REQUIRED WORK:
Where a line in the entries below contains the word "collapsed", count it. Return the total alone.

(Beginning of SOURCE MATERIAL)

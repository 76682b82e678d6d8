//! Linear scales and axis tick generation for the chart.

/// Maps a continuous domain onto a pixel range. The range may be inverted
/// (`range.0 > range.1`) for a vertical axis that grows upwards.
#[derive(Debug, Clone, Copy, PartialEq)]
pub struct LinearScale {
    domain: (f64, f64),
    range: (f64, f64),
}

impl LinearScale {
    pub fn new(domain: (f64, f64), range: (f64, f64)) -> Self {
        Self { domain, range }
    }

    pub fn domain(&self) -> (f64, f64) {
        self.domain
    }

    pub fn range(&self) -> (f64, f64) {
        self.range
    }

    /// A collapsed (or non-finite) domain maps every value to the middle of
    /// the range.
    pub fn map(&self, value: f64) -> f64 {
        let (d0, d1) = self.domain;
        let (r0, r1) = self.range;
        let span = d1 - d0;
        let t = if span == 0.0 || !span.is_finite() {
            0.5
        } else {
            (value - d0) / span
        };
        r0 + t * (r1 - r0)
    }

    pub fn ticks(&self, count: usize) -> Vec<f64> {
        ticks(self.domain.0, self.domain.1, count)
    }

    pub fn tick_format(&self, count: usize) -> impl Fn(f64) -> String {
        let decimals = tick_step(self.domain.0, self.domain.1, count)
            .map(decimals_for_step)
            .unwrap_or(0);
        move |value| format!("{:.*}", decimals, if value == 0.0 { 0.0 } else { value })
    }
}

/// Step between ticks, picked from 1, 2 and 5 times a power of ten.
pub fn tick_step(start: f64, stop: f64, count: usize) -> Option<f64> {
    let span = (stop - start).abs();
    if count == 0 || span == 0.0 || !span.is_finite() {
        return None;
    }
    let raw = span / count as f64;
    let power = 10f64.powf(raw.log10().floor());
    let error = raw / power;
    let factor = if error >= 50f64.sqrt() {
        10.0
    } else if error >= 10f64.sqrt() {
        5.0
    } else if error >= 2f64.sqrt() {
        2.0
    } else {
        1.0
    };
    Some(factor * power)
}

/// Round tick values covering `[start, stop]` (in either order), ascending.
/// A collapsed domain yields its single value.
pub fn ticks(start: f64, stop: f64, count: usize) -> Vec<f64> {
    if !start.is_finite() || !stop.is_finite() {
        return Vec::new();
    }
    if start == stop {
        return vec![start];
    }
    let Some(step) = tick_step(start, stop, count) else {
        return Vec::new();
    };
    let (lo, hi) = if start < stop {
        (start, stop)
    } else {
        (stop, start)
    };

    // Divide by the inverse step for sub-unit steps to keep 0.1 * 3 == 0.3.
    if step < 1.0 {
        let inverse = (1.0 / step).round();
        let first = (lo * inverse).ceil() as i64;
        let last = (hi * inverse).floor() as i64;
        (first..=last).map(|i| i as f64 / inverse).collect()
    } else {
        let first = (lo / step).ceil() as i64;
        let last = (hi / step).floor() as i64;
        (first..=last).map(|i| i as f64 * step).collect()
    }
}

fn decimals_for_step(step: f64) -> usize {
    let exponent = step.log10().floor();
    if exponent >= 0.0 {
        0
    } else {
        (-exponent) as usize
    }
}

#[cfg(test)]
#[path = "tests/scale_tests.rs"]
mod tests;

(End of SOURCE MATERIAL)
(Beginning of SOURCE MATERIAL)

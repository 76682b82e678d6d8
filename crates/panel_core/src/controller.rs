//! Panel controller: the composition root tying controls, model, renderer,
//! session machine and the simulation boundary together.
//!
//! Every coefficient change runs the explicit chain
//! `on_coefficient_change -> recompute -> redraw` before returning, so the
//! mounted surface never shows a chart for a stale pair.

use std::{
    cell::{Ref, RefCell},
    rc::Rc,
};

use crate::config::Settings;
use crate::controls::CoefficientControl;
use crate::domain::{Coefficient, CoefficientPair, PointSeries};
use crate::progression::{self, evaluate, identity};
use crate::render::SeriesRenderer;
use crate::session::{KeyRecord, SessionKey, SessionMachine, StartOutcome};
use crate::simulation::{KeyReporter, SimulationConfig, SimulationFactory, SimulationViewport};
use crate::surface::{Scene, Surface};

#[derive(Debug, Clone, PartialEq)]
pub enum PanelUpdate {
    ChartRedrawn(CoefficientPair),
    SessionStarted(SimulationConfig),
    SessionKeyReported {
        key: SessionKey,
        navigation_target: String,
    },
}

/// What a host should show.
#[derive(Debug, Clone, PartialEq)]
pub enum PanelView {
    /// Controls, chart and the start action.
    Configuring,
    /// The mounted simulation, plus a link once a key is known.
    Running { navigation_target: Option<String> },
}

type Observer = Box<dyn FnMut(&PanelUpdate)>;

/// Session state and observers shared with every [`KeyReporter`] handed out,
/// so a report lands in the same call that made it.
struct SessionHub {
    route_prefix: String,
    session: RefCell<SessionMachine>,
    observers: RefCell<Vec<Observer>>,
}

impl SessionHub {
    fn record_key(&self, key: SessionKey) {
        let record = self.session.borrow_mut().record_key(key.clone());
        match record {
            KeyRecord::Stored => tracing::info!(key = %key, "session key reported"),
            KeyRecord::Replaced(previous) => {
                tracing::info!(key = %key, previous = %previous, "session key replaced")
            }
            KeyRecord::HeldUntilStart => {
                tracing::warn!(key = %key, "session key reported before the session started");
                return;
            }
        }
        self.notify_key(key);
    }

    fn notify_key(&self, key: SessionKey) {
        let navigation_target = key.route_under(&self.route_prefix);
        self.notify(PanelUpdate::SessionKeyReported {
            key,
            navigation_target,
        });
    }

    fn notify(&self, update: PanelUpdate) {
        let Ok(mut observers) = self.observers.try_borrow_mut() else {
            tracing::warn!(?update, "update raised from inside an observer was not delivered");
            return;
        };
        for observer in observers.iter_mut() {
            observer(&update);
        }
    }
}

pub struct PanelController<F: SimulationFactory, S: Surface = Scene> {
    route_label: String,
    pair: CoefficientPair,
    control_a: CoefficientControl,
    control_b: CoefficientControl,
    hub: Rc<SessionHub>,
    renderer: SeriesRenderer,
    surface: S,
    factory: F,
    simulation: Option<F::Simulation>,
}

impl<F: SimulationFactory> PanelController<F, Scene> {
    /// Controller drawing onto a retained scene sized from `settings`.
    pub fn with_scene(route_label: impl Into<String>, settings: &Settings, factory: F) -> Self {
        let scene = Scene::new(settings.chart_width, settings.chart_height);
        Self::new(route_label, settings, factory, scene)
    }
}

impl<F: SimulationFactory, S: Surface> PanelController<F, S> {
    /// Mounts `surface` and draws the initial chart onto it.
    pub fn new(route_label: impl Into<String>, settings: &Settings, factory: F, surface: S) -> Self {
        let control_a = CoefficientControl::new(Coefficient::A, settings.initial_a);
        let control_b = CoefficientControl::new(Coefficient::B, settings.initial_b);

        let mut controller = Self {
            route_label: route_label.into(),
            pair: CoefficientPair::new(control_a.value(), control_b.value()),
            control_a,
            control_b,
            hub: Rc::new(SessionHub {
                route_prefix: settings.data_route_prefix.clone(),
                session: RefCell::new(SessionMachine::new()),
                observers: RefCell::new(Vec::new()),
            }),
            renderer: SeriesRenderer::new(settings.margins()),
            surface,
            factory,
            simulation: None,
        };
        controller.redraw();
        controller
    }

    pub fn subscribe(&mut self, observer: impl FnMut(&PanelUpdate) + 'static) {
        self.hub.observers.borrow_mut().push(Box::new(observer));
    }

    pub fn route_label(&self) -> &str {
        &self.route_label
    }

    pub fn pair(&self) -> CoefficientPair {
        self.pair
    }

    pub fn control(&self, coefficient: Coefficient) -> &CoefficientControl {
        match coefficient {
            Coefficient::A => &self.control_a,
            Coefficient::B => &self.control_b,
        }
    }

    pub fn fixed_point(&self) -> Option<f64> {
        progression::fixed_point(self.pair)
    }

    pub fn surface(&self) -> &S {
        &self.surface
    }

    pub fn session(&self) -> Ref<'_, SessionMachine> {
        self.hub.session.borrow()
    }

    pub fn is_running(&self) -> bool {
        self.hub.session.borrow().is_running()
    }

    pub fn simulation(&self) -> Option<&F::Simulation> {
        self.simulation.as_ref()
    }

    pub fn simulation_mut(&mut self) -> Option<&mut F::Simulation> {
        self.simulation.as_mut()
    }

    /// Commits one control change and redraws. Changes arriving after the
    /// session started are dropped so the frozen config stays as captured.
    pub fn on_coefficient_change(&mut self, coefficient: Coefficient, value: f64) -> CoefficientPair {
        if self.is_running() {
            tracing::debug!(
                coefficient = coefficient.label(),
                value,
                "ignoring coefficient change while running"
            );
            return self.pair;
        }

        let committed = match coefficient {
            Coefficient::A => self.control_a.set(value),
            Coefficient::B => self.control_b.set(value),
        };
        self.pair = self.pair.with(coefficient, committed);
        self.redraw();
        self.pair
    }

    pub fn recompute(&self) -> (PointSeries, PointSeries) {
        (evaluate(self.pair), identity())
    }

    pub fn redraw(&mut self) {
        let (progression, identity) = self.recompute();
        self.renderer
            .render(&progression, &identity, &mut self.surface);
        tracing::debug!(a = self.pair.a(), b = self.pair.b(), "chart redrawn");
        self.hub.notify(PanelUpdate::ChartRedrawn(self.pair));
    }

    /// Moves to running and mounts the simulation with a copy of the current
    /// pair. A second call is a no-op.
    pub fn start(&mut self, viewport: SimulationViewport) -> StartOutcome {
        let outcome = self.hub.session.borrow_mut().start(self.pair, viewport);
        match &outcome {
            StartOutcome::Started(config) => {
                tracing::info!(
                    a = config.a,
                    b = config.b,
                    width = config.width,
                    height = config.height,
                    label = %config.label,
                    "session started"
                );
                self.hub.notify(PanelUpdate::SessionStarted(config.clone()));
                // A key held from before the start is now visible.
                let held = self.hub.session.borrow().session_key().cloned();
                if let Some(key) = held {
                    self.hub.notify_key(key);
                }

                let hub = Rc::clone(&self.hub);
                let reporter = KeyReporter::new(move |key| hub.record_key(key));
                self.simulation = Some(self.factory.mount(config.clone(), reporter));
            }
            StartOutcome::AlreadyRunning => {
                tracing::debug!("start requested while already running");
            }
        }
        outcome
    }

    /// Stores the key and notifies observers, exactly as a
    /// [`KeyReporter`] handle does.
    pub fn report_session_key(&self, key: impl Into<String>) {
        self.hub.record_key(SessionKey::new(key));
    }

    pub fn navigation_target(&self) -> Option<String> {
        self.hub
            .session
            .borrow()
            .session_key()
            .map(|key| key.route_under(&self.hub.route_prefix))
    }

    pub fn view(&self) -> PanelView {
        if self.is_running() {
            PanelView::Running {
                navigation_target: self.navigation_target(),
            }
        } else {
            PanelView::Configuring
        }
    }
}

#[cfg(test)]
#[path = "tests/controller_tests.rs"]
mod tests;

(End of SOURCE MATERIAL)

TASK OUTPUT:
2